Required action: From the data below, return each line in which the string "sink" is found.

Data under study:
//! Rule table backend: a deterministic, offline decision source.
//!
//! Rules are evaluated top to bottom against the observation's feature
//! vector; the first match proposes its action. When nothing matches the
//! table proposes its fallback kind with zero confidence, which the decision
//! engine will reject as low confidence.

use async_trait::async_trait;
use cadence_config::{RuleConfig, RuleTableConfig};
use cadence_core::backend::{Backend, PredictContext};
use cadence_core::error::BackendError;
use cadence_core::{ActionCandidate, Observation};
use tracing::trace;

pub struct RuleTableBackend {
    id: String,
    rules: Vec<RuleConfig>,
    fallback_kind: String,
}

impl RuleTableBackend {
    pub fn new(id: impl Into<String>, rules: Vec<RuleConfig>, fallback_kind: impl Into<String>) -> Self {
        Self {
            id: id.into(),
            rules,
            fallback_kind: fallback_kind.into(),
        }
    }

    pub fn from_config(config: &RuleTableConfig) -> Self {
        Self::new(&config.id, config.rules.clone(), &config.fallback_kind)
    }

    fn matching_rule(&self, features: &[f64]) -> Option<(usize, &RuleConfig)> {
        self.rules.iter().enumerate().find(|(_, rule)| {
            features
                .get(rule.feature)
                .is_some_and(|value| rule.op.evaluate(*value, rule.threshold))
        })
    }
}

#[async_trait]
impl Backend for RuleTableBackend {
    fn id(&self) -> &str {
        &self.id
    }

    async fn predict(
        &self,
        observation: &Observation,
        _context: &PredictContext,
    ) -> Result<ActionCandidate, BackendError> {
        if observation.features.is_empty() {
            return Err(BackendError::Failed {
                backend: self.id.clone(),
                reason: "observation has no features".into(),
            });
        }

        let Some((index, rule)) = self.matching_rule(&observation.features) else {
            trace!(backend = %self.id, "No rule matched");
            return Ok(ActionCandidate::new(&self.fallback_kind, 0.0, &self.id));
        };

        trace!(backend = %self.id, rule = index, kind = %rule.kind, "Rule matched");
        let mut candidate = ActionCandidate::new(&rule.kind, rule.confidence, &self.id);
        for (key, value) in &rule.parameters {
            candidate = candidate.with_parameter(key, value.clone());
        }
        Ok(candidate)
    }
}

* * *

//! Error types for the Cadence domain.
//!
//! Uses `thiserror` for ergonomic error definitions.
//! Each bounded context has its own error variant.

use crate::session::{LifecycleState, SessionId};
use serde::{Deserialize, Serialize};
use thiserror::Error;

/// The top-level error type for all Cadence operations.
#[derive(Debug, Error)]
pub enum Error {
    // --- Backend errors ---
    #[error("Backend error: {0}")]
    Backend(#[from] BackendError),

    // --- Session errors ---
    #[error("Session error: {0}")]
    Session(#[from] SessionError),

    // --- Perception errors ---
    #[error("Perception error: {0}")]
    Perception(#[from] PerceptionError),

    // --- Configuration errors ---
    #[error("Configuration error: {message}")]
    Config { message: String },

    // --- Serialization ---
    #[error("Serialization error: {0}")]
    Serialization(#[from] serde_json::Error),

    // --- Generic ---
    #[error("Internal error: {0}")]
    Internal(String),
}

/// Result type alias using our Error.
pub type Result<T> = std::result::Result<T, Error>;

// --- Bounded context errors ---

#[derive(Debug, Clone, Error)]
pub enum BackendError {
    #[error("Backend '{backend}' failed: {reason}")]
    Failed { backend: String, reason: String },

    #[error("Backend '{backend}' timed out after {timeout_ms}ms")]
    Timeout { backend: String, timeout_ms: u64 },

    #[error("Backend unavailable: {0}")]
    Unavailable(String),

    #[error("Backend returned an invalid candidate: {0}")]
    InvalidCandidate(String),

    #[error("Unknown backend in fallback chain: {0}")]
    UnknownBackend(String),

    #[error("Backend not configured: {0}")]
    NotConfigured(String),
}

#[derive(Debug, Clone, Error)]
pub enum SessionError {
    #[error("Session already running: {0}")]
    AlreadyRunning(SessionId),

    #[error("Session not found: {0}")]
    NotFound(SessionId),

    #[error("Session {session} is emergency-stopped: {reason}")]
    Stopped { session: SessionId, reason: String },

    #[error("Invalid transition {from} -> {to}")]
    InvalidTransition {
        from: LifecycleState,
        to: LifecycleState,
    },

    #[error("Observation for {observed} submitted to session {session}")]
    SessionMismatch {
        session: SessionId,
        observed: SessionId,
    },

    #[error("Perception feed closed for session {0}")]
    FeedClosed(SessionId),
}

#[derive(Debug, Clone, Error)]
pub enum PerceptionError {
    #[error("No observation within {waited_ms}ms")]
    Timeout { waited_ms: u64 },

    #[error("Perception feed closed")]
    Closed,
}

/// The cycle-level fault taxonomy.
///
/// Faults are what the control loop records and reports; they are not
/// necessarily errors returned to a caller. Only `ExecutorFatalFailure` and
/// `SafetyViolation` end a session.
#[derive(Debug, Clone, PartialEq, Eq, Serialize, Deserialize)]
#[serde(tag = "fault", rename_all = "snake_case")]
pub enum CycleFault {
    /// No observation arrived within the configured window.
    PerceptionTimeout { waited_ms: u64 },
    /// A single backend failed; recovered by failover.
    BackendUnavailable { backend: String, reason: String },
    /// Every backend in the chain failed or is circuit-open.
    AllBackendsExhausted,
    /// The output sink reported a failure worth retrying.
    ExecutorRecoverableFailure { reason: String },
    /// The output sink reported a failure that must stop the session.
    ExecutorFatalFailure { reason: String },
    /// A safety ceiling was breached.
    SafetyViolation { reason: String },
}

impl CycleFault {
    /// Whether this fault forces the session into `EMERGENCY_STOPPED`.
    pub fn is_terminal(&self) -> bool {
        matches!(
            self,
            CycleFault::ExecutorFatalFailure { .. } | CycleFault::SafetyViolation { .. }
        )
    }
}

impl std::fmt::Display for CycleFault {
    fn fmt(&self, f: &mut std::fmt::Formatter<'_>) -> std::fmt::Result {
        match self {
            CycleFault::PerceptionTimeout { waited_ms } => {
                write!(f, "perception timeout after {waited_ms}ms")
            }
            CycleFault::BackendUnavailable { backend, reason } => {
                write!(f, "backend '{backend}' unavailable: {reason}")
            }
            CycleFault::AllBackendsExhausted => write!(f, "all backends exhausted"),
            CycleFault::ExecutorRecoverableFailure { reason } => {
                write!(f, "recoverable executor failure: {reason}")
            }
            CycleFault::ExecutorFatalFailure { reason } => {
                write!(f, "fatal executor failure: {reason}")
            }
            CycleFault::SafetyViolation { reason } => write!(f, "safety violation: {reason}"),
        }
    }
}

* * *

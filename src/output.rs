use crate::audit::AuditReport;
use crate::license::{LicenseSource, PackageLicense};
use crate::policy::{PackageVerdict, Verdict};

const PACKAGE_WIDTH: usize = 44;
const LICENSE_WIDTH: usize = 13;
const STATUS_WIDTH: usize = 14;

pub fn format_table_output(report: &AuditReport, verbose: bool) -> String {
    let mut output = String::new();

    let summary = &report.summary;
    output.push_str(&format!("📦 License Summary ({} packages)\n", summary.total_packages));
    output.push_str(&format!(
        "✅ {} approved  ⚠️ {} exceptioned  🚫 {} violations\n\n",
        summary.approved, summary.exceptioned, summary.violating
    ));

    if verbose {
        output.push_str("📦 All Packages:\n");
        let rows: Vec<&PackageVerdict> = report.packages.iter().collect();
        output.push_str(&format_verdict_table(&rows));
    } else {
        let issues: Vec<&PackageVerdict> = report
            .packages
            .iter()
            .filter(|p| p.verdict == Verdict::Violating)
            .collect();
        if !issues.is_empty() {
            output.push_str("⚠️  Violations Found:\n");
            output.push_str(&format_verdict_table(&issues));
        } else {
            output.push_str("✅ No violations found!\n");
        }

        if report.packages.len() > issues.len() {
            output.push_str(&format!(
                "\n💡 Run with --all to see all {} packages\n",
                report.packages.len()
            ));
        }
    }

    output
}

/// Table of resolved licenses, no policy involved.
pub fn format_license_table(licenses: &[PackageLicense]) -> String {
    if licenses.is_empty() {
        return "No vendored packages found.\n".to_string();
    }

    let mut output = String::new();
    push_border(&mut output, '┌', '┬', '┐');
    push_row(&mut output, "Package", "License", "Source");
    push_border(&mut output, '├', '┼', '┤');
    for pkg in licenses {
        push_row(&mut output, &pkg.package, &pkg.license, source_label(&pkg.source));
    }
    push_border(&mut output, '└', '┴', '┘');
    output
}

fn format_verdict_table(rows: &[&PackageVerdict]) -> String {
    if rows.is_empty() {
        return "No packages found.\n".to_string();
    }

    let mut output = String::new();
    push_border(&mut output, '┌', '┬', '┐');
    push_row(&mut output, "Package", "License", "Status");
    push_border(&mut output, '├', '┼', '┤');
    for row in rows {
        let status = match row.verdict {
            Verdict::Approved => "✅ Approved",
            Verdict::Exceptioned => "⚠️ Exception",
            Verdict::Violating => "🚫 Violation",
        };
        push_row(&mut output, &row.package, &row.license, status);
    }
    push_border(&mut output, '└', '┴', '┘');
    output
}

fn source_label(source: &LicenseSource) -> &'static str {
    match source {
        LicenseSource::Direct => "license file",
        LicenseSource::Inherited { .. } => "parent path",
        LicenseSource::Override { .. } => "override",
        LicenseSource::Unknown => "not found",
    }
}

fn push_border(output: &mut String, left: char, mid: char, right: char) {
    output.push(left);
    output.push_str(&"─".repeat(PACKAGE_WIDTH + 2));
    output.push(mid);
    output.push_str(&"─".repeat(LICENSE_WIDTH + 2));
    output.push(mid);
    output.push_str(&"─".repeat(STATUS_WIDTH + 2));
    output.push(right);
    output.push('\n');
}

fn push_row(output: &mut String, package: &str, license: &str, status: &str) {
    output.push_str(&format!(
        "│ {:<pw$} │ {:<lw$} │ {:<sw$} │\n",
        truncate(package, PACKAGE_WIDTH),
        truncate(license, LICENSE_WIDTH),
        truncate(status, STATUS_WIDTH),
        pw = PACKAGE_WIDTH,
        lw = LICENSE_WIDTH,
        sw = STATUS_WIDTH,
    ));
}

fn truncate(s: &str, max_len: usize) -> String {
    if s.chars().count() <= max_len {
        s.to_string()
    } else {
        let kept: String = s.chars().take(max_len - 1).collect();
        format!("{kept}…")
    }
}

Solved exercise:
    /// The output sink reported a failure worth retrying.
    /// The output sink reported a failure that must stop the session.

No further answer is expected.